= Time at risk =

Time at Risk (TaR) is a time-based risk measure designed for corporate finance practice.

TaR represents certain quantile for a given probability distribution, so is similar to Value at Risk (VaR).
However, TaR measures risk amount as time(time until an adverse event) rather than value (loss amount).

== Definition and examples ==
Mathematical definition of TaR is same as that of VaR.

However, value-based random variable is replaced with time-based one, and given time-horizon is replaced with given finance structure.

Examples comparing VaR and TaR are as below.

- “An insurance company's 90% VaR is 10 million dollars for 1-year insurance risk.”
 This means it is 90% probability that insurance claim payout would be below 10 million dollars; so if the insurer has accumulated 10 million dollars in cash, it would be 90% safe.

- “An insurance company's 90% TaR is 3 years for liquidity risk under current finance structure.”
 This means it is 90% probability that net liquid assets(= liquid assets - volatile liabilities) would not be run out within 3 years; so for 3 years, the insurer under current finance structure would be 90% safe.

For confidence level α,
- VaR can be interpreted as “Required minimum capital to sustain loss”
- TaR can be interpreted as “Maximum period of time that an adverse event would not occur or would be prevented (ie. safe against the event)”
Thus for same α, lower VaR means lower risk and higher TaR means lower risk.

== Applications ==
TaR is a simple measure for whom are familiar with VaR, so is easy to communicate by.

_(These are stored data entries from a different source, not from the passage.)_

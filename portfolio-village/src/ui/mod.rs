//! UI module - loading screen, HUD, help overlays, info panel and the 2D fallback

use bevy::prelude::*;

use portfolio::village::layout::landmark;
use portfolio::village::{InfoPanel, MiniMap, VillageEventData};

use crate::AppState;
use crate::game::{ToggleView, Village, VillageNotice};

mod minimap;
mod overlays;
mod panels;

pub use overlays::Overlay;

/// How long the "entered" notice stays up, in seconds
const NOTICE_SECS: f32 = 3.0;

pub struct UiPlugin;

impl Plugin for UiPlugin {
    fn build(&self, app: &mut App) {
        app
            .init_resource::<HudState>()
            .add_systems(Startup, panels::setup_info_panel)
            .add_systems(OnEnter(AppState::Loading), setup_loading_ui)
            .add_systems(OnExit(AppState::Loading), cleanup::<LoadingUI>)
            .add_systems(OnEnter(AppState::SceneActive), (
                setup_hud,
                minimap::setup_minimap,
                overlays::setup_overlays,
                panels::setup_touch_controls,
            ))
            .add_systems(OnExit(AppState::SceneActive), (cleanup::<HudUI>, release_joystick))
            .add_systems(OnEnter(AppState::FallbackActive), panels::setup_fallback_ui)
            .add_systems(OnExit(AppState::FallbackActive), cleanup::<panels::FallbackUI>)
            .add_systems(Update, (
                update_loading_ui.run_if(in_state(AppState::Loading)),
                (
                    handle_notices,
                    update_notice,
                    panel_hotkeys,
                    minimap::update_minimap,
                    minimap::handle_marker_clicks,
                    panels::handle_dpad,
                    panels::update_joystick_knob,
                    overlays::handle_overlay_buttons,
                    overlays::update_overlays,
                    overlays::recolor_legend,
                ).run_if(in_state(AppState::SceneActive)),
                panels::handle_card_clicks.run_if(in_state(AppState::FallbackActive)),
                handle_view_buttons,
                panels::update_info_panel,
                panels::handle_close_button,
            ));
    }
}

// ============================================================================
// RESOURCES
// ============================================================================

/// UI-side view state
#[derive(Resource, Default)]
pub struct HudState {
    pub minimap: MiniMap,
    pub panel: InfoPanel,
    /// Notice text and the time it expires
    pub notice: Option<(String, f32)>,
    /// Open help overlay, if any
    pub overlay: Option<Overlay>,
}

// ============================================================================
// MARKERS
// ============================================================================

/// Loading overlay
#[derive(Component)]
struct LoadingUI;

/// Loading bar fill
#[derive(Component)]
struct ProgressFill;

/// Loading percentage label
#[derive(Component)]
struct ProgressText;

/// Everything shown only while walking
#[derive(Component)]
pub struct HudUI;

/// "Entered ..." banner
#[derive(Component)]
struct NoticeText;

/// Switches between the 3D scene and the 2D cards
#[derive(Component)]
pub struct ViewToggleButton;

// ============================================================================
// LOADING SCREEN
// ============================================================================

fn setup_loading_ui(mut commands: Commands) {
    commands.spawn((
        Node {
            width: Val::Percent(100.0),
            height: Val::Percent(100.0),
            position_type: PositionType::Absolute,
            flex_direction: FlexDirection::Column,
            justify_content: JustifyContent::Center,
            align_items: AlignItems::Center,
            ..default()
        },
        BackgroundColor(Color::srgb(0.05, 0.05, 0.08)),
        LoadingUI,
    )).with_children(|parent| {
        parent.spawn((
            Text::new("LOADING KONOHA VILLAGE"),
            TextFont {
                font_size: 36.0,
                ..default()
            },
            TextColor(Color::srgb(1.0, 0.55, 0.1)),
            Node {
                margin: UiRect::bottom(Val::Px(24.0)),
                ..default()
            },
        ));

        parent.spawn((
            Node {
                width: Val::Px(320.0),
                height: Val::Px(12.0),
                border: UiRect::all(Val::Px(1.0)),
                ..default()
            },
            BorderColor(Color::srgb(1.0, 0.55, 0.1)),
            BackgroundColor(Color::srgb(0.12, 0.12, 0.15)),
        )).with_children(|bar| {
            bar.spawn((
                Node {
                    width: Val::Percent(0.0),
                    height: Val::Percent(100.0),
                    ..default()
                },
                BackgroundColor(Color::srgb(1.0, 0.55, 0.1)),
                ProgressFill,
            ));
        });

        parent.spawn((
            Text::new("0%"),
            TextFont {
                font_size: 18.0,
                ..default()
            },
            TextColor(Color::srgb(0.7, 0.7, 0.75)),
            Node {
                margin: UiRect::top(Val::Px(12.0)),
                ..default()
            },
            ProgressText,
        ));

        spawn_button(parent, "SWITCH TO 2D VIEW", ViewToggleButton);
    });
}

fn update_loading_ui(
    time: Res<Time>,
    village: Res<Village>,
    mut fill: Query<&mut Node, With<ProgressFill>>,
    mut label: Query<&mut Text, With<ProgressText>>,
) {
    let progress = village.gate.progress(time.elapsed_secs());
    if let Ok(mut node) = fill.get_single_mut() {
        node.width = Val::Percent(progress as f32);
    }
    if let Ok(mut text) = label.get_single_mut() {
        **text = format!("{progress}%");
    }
}

// ============================================================================
// HUD
// ============================================================================

fn setup_hud(mut commands: Commands) {
    commands.spawn((
        Node {
            position_type: PositionType::Absolute,
            top: Val::Px(16.0),
            left: Val::Px(16.0),
            flex_direction: FlexDirection::Column,
            ..default()
        },
        HudUI,
    )).with_children(|parent| {
        parent.spawn((
            Text::new("WASD move | drag to look | E info | M map | N day/night | V 2D view"),
            TextFont {
                font_size: 14.0,
                ..default()
            },
            TextColor(Color::srgba(1.0, 1.0, 1.0, 0.8)),
        ));

        parent.spawn(Node {
            flex_direction: FlexDirection::Row,
            column_gap: Val::Px(8.0),
            ..default()
        }).with_children(|row| {
            spawn_button(row, "MAP LEGEND", overlays::OverlayButton(Overlay::Legend));
            spawn_button(row, "CONTROLS", overlays::OverlayButton(Overlay::Controls));
            spawn_button(row, "2D VIEW", ViewToggleButton);
        });
    });

    commands.spawn((
        Node {
            position_type: PositionType::Absolute,
            top: Val::Px(80.0),
            width: Val::Percent(100.0),
            justify_content: JustifyContent::Center,
            ..default()
        },
        HudUI,
    )).with_children(|parent| {
        parent.spawn((
            Text::new(""),
            TextFont {
                font_size: 28.0,
                ..default()
            },
            TextColor(Color::srgb(1.0, 0.8, 0.3)),
            NoticeText,
        ));
    });
}

/// Zone entry opens the info panel and shows a banner.
fn handle_notices(
    time: Res<Time>,
    mut hud: ResMut<HudState>,
    mut notices: EventReader<VillageNotice>,
) {
    let now = time.elapsed_secs();
    for VillageNotice(event) in notices.read() {
        if let VillageEventData::LocationEntered { zone_id } = &event.data {
            let zone_id = *zone_id;
            let name = landmark(zone_id).map_or(zone_id, |l| l.name);
            hud.notice = Some((format!("Entered {name}"), now + NOTICE_SECS));
            hud.panel.select(zone_id, now);
        }
    }
}

fn update_notice(
    time: Res<Time>,
    mut hud: ResMut<HudState>,
    mut text: Query<&mut Text, With<NoticeText>>,
) {
    let Ok(mut text) = text.get_single_mut() else {
        return;
    };
    let now = time.elapsed_secs();
    if hud.notice.as_ref().is_some_and(|(_, until)| *until < now) {
        hud.notice = None;
        text.clear();
        return;
    }
    if let Some((message, _)) = &hud.notice {
        if **text != *message {
            **text = message.clone();
        }
    }
}

/// `E` opens the panel for the current zone, `Escape` closes it, `M`
/// resizes the map.
fn panel_hotkeys(
    time: Res<Time>,
    keyboard: Res<ButtonInput<KeyCode>>,
    village: Res<Village>,
    mut hud: ResMut<HudState>,
) {
    if keyboard.just_pressed(KeyCode::KeyE) {
        if let Some(zone) = village.controller.current_location() {
            hud.panel.select(zone, time.elapsed_secs());
        }
    }
    if keyboard.just_pressed(KeyCode::Escape) {
        hud.panel.close();
    }
    if keyboard.just_pressed(KeyCode::KeyM) {
        hud.minimap.toggle_expanded();
    }
}

fn handle_view_buttons(
    interactions: Query<&Interaction, (Changed<Interaction>, With<ViewToggleButton>)>,
    mut toggles: EventWriter<ToggleView>,
) {
    for interaction in interactions.iter() {
        if *interaction == Interaction::Pressed {
            toggles.send(ToggleView);
        }
    }
}

/// Drop any joystick touch or held D-pad direction when leaving the scene.
fn release_joystick(mut village: ResMut<Village>, mut hud: ResMut<HudState>) {
    village.joystick.reset();
    hud.overlay = None;
}

fn cleanup<T: Component>(
    mut commands: Commands,
    query: Query<Entity, With<T>>,
) {
    for entity in query.iter() {
        commands.entity(entity).despawn_recursive();
    }
}

/// Spawn a labelled button carrying `marker`.
pub fn spawn_button(parent: &mut ChildBuilder, text: &str, marker: impl Component) {
    parent.spawn((
        Button,
        Node {
            margin: UiRect::top(Val::Px(12.0)),
            padding: UiRect::axes(Val::Px(16.0), Val::Px(8.0)),
            justify_content: JustifyContent::Center,
            align_items: AlignItems::Center,
            border: UiRect::all(Val::Px(2.0)),
            ..default()
        },
        BorderColor(Color::srgb(1.0, 0.55, 0.1)),
        BackgroundColor(Color::srgba(0.1, 0.1, 0.12, 0.85)),
        marker,
    )).with_children(|parent| {
        parent.spawn((
            Text::new(text),
            TextFont {
                font_size: 16.0,
                ..default()
            },
            TextColor(Color::WHITE),
        ));
    });
}
//! Contact delivery with relay fallback.

use std::sync::Arc;
use tracing::{info, instrument, warn};
use uuid::Uuid;

use crate::config::RelayConfig;
use super::message::{ContactError, ContactMessage, ContactRequest};
use super::relay::{EmailJsRelay, FormspreeRelay, Relay};

/// Successful delivery.
#[derive(Clone, Debug, PartialEq, Eq)]
pub struct Delivery {
    /// Submission id
    pub id: Uuid,
    /// Relay that accepted the message
    pub relay: &'static str,
}

impl Delivery {
    /// Client-facing success message.
    pub fn message(&self) -> String {
        format!("Email sent successfully via {}!", self.relay)
    }
}

/// Validates submissions and walks the relay chain.
#[derive(Clone)]
pub struct ContactService {
    relays: Vec<Arc<dyn Relay>>,
}

impl ContactService {
    /// Service with an explicit relay order.
    pub fn new(relays: Vec<Arc<dyn Relay>>) -> Self {
        Self { relays }
    }

    /// EmailJS first, Formspree as fallback.
    pub fn from_config(config: &RelayConfig) -> Self {
        let emailjs: Arc<dyn Relay> = Arc::new(EmailJsRelay::new(config));
        let formspree: Arc<dyn Relay> = Arc::new(FormspreeRelay::new(config));
        let service = Self::new(vec![emailjs, formspree]);
        for relay in &service.relays {
            if !relay.is_configured() {
                warn!(relay = relay.name(), "Relay has no credentials and will be skipped");
            }
        }
        service
    }

    /// Validate and deliver one submission.
    ///
    /// Validation failures never reach a relay.
    pub async fn submit(&self, request: ContactRequest) -> Result<Delivery, ContactError> {
        let message = request.validate()?;
        let relays = self.relays.clone();

        tokio::task::spawn_blocking(move || deliver(&relays, &message))
            .await
            .map_err(|e| ContactError::Internal(e.to_string()))?
    }
}

impl std::fmt::Debug for ContactService {
    fn fmt(&self, f: &mut std::fmt::Formatter<'_>) -> std::fmt::Result {
        let names: Vec<_> = self.relays.iter().map(|r| r.name()).collect();
        f.debug_struct("ContactService").field("relays", &names).finish()
    }
}

/// Try each configured relay in order; first success wins.
#[instrument(skip_all, fields(submission = %message.id))]
pub fn deliver(relays: &[Arc<dyn Relay>], message: &ContactMessage) -> Result<Delivery, ContactError> {
    for relay in relays {
        if !relay.is_configured() {
            continue;
        }

        match relay.send(message) {
            Ok(()) => {
                info!(relay = relay.name(), "Contact message delivered");
                return Ok(Delivery { id: message.id, relay: relay.name() });
            }
            Err(e) => {
                warn!(relay = relay.name(), error = %e, "Relay failed, trying next");
            }
        }
    }

    warn!("All relays failed");
    Err(ContactError::DeliveryFailed)
}

#[cfg(test)]
mod tests {
    use super::*;
    use std::sync::atomic::{AtomicUsize, Ordering};
    use crate::contact::relay::RelayError;

    struct MockRelay {
        name: &'static str,
        configured: bool,
        fail_with: Option<u16>,
        calls: AtomicUsize,
    }

    impl MockRelay {
        fn ok(name: &'static str) -> Arc<Self> {
            Arc::new(Self { name, configured: true, fail_with: None, calls: AtomicUsize::new(0) })
        }

        fn failing(name: &'static str, status: u16) -> Arc<Self> {
            Arc::new(Self { name, configured: true, fail_with: Some(status), calls: AtomicUsize::new(0) })
        }

        fn unconfigured(name: &'static str) -> Arc<Self> {
            Arc::new(Self { name, configured: false, fail_with: None, calls: AtomicUsize::new(0) })
        }

        fn calls(&self) -> usize {
            self.calls.load(Ordering::SeqCst)
        }
    }

    impl Relay for MockRelay {
        fn name(&self) -> &'static str {
            self.name
        }

        fn is_configured(&self) -> bool {
            self.configured
        }

        fn send(&self, _message: &ContactMessage) -> Result<(), RelayError> {
            self.calls.fetch_add(1, Ordering::SeqCst);
            match self.fail_with {
                Some(status) => Err(RelayError::Status { status, body: String::new() }),
                None => Ok(()),
            }
        }
    }

    fn chain(relays: &[&Arc<MockRelay>]) -> ContactService {
        ContactService::new(relays.iter().map(|r| Arc::clone(*r) as Arc<dyn Relay>).collect())
    }

    fn valid_request() -> ContactRequest {
        ContactRequest {
            name: Some("A".into()),
            email: Some("a@b.co".into()),
            subject: None,
            message: Some("hello".into()),
        }
    }

    #[tokio::test]
    async fn test_first_relay_success() {
        let first = MockRelay::ok("EmailJS");
        let second = MockRelay::ok("Formspree");
        let service = chain(&[&first, &second]);

        let delivery = service.submit(valid_request()).await.unwrap();
        assert_eq!(delivery.relay, "EmailJS");
        assert_eq!(delivery.message(), "Email sent successfully via EmailJS!");
        assert_eq!(first.calls(), 1);
        assert_eq!(second.calls(), 0);
    }

    #[tokio::test]
    async fn test_falls_back_to_second_relay() {
        let first = MockRelay::failing("EmailJS", 500);
        let second = MockRelay::ok("Formspree");
        let service = chain(&[&first, &second]);

        let delivery = service.submit(valid_request()).await.unwrap();
        assert_eq!(delivery.message(), "Email sent successfully via Formspree!");
        assert_eq!(first.calls(), 1);
        assert_eq!(second.calls(), 1);
    }

    #[tokio::test]
    async fn test_all_relays_fail() {
        let first = MockRelay::failing("EmailJS", 401);
        let second = MockRelay::failing("Formspree", 503);
        let service = chain(&[&first, &second]);

        let err = service.submit(valid_request()).await.unwrap_err();
        assert_eq!(err, ContactError::DeliveryFailed);
    }

    #[tokio::test]
    async fn test_unconfigured_relay_is_skipped() {
        let first = MockRelay::unconfigured("EmailJS");
        let second = MockRelay::ok("Formspree");
        let service = chain(&[&first, &second]);

        let delivery = service.submit(valid_request()).await.unwrap();
        assert_eq!(delivery.relay, "Formspree");
        assert_eq!(first.calls(), 0);
    }

    #[tokio::test]
    async fn test_no_relays_configured() {
        let service = ContactService::from_config(&RelayConfig::default());
        let err = service.submit(valid_request()).await.unwrap_err();
        assert_eq!(err, ContactError::DeliveryFailed);
    }

    #[tokio::test]
    async fn test_invalid_request_never_reaches_relay() {
        let relay = MockRelay::ok("EmailJS");
        let service = chain(&[&relay]);

        let mut request = valid_request();
        request.message = None;
        assert_eq!(service.submit(request).await.unwrap_err(), ContactError::MissingFields);

        let mut request = valid_request();
        request.email = Some("nope".into());
        assert_eq!(service.submit(request).await.unwrap_err(), ContactError::InvalidEmail);

        assert_eq!(relay.calls(), 0);
    }
}
//! Core geometric primitives.
//!
//! Engine-independent math shared by the village simulation and the client.

pub mod vec3;
pub mod aabb;

// Re-export core types
pub use vec3::Vec3;
pub use aabb::Aabb;
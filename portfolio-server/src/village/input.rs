//! Input Capture
//!
//! Keyboard, mouse and touch handling for the village. The host (browser
//! shim, Bevy, a test) translates its native events into [`InputEvent`]s and
//! feeds them to [`InputState::apply`]; the character controller reads the
//! resulting key map and look deltas once per frame.

use std::collections::BTreeMap;
use std::f32::consts::PI;
use serde::{Deserialize, Serialize};

use super::joystick::DirectionFlags;

/// Radians of rotation per pixel of pointer drag.
pub const MOUSE_SENSITIVITY: f32 = 0.003;

/// Vertical look limit (60 degrees either way).
pub const PITCH_LIMIT: f32 = PI / 3.0;

/// Primary (left) mouse button index.
pub const PRIMARY_BUTTON: u8 = 0;

/// Normalize a key identifier the way the key map stores it.
#[inline]
pub fn normalize_key(key: &str) -> String {
    key.to_lowercase()
}

/// A single active touch point, in screen pixels.
#[derive(Clone, Copy, Debug, PartialEq, Serialize, Deserialize)]
pub struct TouchPoint {
    /// Stable identifier for the lifetime of the touch
    pub id: u64,
    /// Screen X
    pub x: f32,
    /// Screen Y
    pub y: f32,
}

impl TouchPoint {
    /// Create a touch point.
    pub const fn new(id: u64, x: f32, y: f32) -> Self {
        Self { id, x, y }
    }
}

/// Raw input events, one per host event dispatch.
///
/// Touch events carry the full list of touches still on the screen, the way
/// the DOM reports `TouchEvent.touches`.
#[derive(Clone, Debug, PartialEq, Serialize, Deserialize)]
pub enum InputEvent {
    /// Key pressed
    KeyDown(String),
    /// Key released
    KeyUp(String),
    /// Mouse button pressed at a screen position
    MouseDown { button: u8, x: f32, y: f32 },
    /// Pointer moved
    MouseMove { x: f32, y: f32 },
    /// Mouse button released over the scene
    MouseUp { button: u8 },
    /// Mouse released anywhere, including outside the canvas
    GlobalMouseUp,
    /// Touch began
    TouchStart { touches: Vec<TouchPoint> },
    /// Touch moved
    TouchMove { touches: Vec<TouchPoint> },
    /// Touch lifted
    TouchEnd { touches: Vec<TouchPoint> },
    /// Touch cancelled by the platform
    TouchCancel { touches: Vec<TouchPoint> },
    /// Synthetic direction keys from the on-screen joystick or D-pad
    Directions(DirectionFlags),
}

/// Change of the dragging flag, returned so the host can toggle its
/// "dragging" body class (suppresses text selection while looking around).
#[derive(Clone, Copy, Debug, PartialEq, Eq)]
pub struct DragChanged(pub bool);

/// Live input state for the village.
///
/// Single writer: only [`InputState::apply`] mutates it. The controller
/// drains look deltas with [`InputState::take_yaw_delta`].
#[derive(Clone, Debug, Default)]
pub struct InputState {
    /// Key identifier -> pressed
    keys: BTreeMap<String, bool>,
    /// Primary button (or second touch) is held
    dragging: bool,
    /// Last pointer position seen while dragging
    last_pointer: (f32, f32),
    /// Yaw change accumulated since the last frame
    pending_yaw: f32,
    /// Accumulated vertical look angle, clamped to ±PITCH_LIMIT
    pitch: f32,
}

impl InputState {
    /// Create an empty input state.
    pub fn new() -> Self {
        Self::default()
    }

    /// Apply one event.
    ///
    /// Returns `Some(DragChanged)` when the dragging flag flipped.
    pub fn apply(&mut self, event: InputEvent) -> Option<DragChanged> {
        let was_dragging = self.dragging;

        match event {
            InputEvent::KeyDown(key) => {
                self.keys.insert(normalize_key(&key), true);
            }
            InputEvent::KeyUp(key) => {
                self.keys.insert(normalize_key(&key), false);
            }
            InputEvent::MouseDown { button, x, y } => {
                if button == PRIMARY_BUTTON {
                    self.dragging = true;
                    self.last_pointer = (x, y);
                }
            }
            InputEvent::MouseMove { x, y } => {
                if self.dragging {
                    self.look(x, y);
                }
            }
            InputEvent::MouseUp { button } => {
                if button == PRIMARY_BUTTON {
                    self.dragging = false;
                }
            }
            InputEvent::GlobalMouseUp => {
                self.dragging = false;
            }
            InputEvent::TouchStart { touches } => {
                // A single touch belongs to the joystick; the second drives look
                if touches.len() == 2 {
                    self.dragging = true;
                    self.last_pointer = (touches[1].x, touches[1].y);
                }
            }
            InputEvent::TouchMove { touches } => {
                if self.dragging && touches.len() >= 2 {
                    let touch = touches[1];
                    self.look(touch.x, touch.y);
                }
            }
            InputEvent::TouchEnd { touches } | InputEvent::TouchCancel { touches } => {
                if touches.len() < 2 {
                    self.dragging = false;
                }
            }
            InputEvent::Directions(flags) => {
                for (key, pressed) in flags.entries() {
                    self.keys.insert(key.to_string(), pressed);
                }
            }
        }

        (self.dragging != was_dragging).then_some(DragChanged(self.dragging))
    }

    /// Translate a pointer move into yaw/pitch changes.
    fn look(&mut self, x: f32, y: f32) {
        let dx = x - self.last_pointer.0;
        let dy = y - self.last_pointer.1;

        self.pending_yaw -= dx * MOUSE_SENSITIVITY;
        self.pitch = (self.pitch - dy * MOUSE_SENSITIVITY).clamp(-PITCH_LIMIT, PITCH_LIMIT);

        self.last_pointer = (x, y);
    }

    /// Check if a key is currently held. Unknown keys read as released.
    #[inline]
    pub fn is_pressed(&self, key: &str) -> bool {
        self.keys.get(key).copied().unwrap_or(false)
    }

    /// Check if the look drag is active.
    #[inline]
    pub fn is_dragging(&self) -> bool {
        self.dragging
    }

    /// Current vertical look angle.
    #[inline]
    pub fn pitch(&self) -> f32 {
        self.pitch
    }

    /// Take the yaw change accumulated since the previous call.
    pub fn take_yaw_delta(&mut self) -> f32 {
        std::mem::take(&mut self.pending_yaw)
    }

    /// Number of keys with a recorded state (pressed or released).
    pub fn tracked_keys(&self) -> usize {
        self.keys.len()
    }
}

// =============================================================================
// TESTS
// =============================================================================

#[cfg(test)]
mod tests {
    use super::*;

    #[test]
    fn test_keys_are_lowercased() {
        let mut input = InputState::new();
        input.apply(InputEvent::KeyDown("W".into()));
        assert!(input.is_pressed("w"));

        input.apply(InputEvent::KeyUp("w".into()));
        assert!(!input.is_pressed("w"));
        assert_eq!(input.tracked_keys(), 1);
    }

    #[test]
    fn test_unknown_key_reads_released() {
        let input = InputState::new();
        assert!(!input.is_pressed("q"));
    }

    #[test]
    fn test_missed_keyup_leaves_key_stuck() {
        let mut input = InputState::new();
        input.apply(InputEvent::KeyDown("s".into()));
        // Focus loss: no key-up ever arrives, no blur reset exists
        input.apply(InputEvent::GlobalMouseUp);
        assert!(input.is_pressed("s"));
    }

    #[test]
    fn test_primary_button_drag_reports_changes() {
        let mut input = InputState::new();

        let changed = input.apply(InputEvent::MouseDown { button: 0, x: 10.0, y: 10.0 });
        assert_eq!(changed, Some(DragChanged(true)));
        assert!(input.is_dragging());

        // Already dragging: no change reported
        let changed = input.apply(InputEvent::MouseDown { button: 0, x: 10.0, y: 10.0 });
        assert_eq!(changed, None);

        let changed = input.apply(InputEvent::MouseUp { button: 0 });
        assert_eq!(changed, Some(DragChanged(false)));
    }

    #[test]
    fn test_secondary_button_does_not_drag() {
        let mut input = InputState::new();
        assert_eq!(input.apply(InputEvent::MouseDown { button: 2, x: 0.0, y: 0.0 }), None);
        assert!(!input.is_dragging());
    }

    #[test]
    fn test_mouse_move_accumulates_yaw_and_pitch() {
        let mut input = InputState::new();
        input.apply(InputEvent::MouseDown { button: 0, x: 100.0, y: 100.0 });
        input.apply(InputEvent::MouseMove { x: 110.0, y: 90.0 });

        let yaw = input.take_yaw_delta();
        assert!((yaw + 10.0 * MOUSE_SENSITIVITY).abs() < 1e-6);
        assert!((input.pitch() - 10.0 * MOUSE_SENSITIVITY).abs() < 1e-6);

        // Drained
        assert_eq!(input.take_yaw_delta(), 0.0);
    }

    #[test]
    fn test_mouse_move_without_drag_is_ignored() {
        let mut input = InputState::new();
        input.apply(InputEvent::MouseMove { x: 500.0, y: 500.0 });
        assert_eq!(input.take_yaw_delta(), 0.0);
        assert_eq!(input.pitch(), 0.0);
    }

    #[test]
    fn test_pitch_clamped_to_sixty_degrees() {
        let mut input = InputState::new();
        input.apply(InputEvent::MouseDown { button: 0, x: 0.0, y: 0.0 });
        input.apply(InputEvent::MouseMove { x: 0.0, y: -10_000.0 });
        assert_eq!(input.pitch(), PITCH_LIMIT);

        input.apply(InputEvent::MouseMove { x: 0.0, y: 10_000.0 });
        assert_eq!(input.pitch(), -PITCH_LIMIT);
    }

    #[test]
    fn test_single_touch_reserved_for_joystick() {
        let mut input = InputState::new();
        let one = vec![TouchPoint::new(1, 50.0, 50.0)];
        assert_eq!(input.apply(InputEvent::TouchStart { touches: one }), None);
        assert!(!input.is_dragging());
    }

    #[test]
    fn test_second_touch_drives_look() {
        let mut input = InputState::new();
        let start = vec![TouchPoint::new(1, 50.0, 50.0), TouchPoint::new(2, 300.0, 200.0)];
        assert_eq!(
            input.apply(InputEvent::TouchStart { touches: start }),
            Some(DragChanged(true))
        );

        // First touch moves too, but only the second matters for look
        let moved = vec![TouchPoint::new(1, 80.0, 80.0), TouchPoint::new(2, 280.0, 200.0)];
        input.apply(InputEvent::TouchMove { touches: moved });
        assert!((input.take_yaw_delta() - 20.0 * MOUSE_SENSITIVITY).abs() < 1e-6);

        let remaining = vec![TouchPoint::new(1, 80.0, 80.0)];
        assert_eq!(
            input.apply(InputEvent::TouchEnd { touches: remaining }),
            Some(DragChanged(false))
        );
    }

    #[test]
    fn test_touch_cancel_stops_drag() {
        let mut input = InputState::new();
        let start = vec![TouchPoint::new(1, 0.0, 0.0), TouchPoint::new(2, 0.0, 0.0)];
        input.apply(InputEvent::TouchStart { touches: start });
        input.apply(InputEvent::TouchCancel { touches: Vec::new() });
        assert!(!input.is_dragging());
    }

    #[test]
    fn test_direction_flags_write_key_map() {
        let mut input = InputState::new();
        input.apply(InputEvent::Directions(DirectionFlags { w: true, s: false, a: false, d: true }));
        assert!(input.is_pressed("w"));
        assert!(input.is_pressed("d"));
        assert!(!input.is_pressed("s"));

        input.apply(InputEvent::Directions(DirectionFlags::default()));
        assert!(!input.is_pressed("w"));
        assert!(!input.is_pressed("d"));
    }
}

TaR also can be used for supplementary purpose to VaR analysis.

Applying TaR in financial models, practitioners can analyze sources of risks and take remedial actions in corporate finance planning;
not only for liquidity risk mentioned above, but also for any risks that demands time-based analysis.

When TaR is applied to a household's financial planning it can measure longevity risk, and
TaR in this case is referred to as Age at Risk (AaR).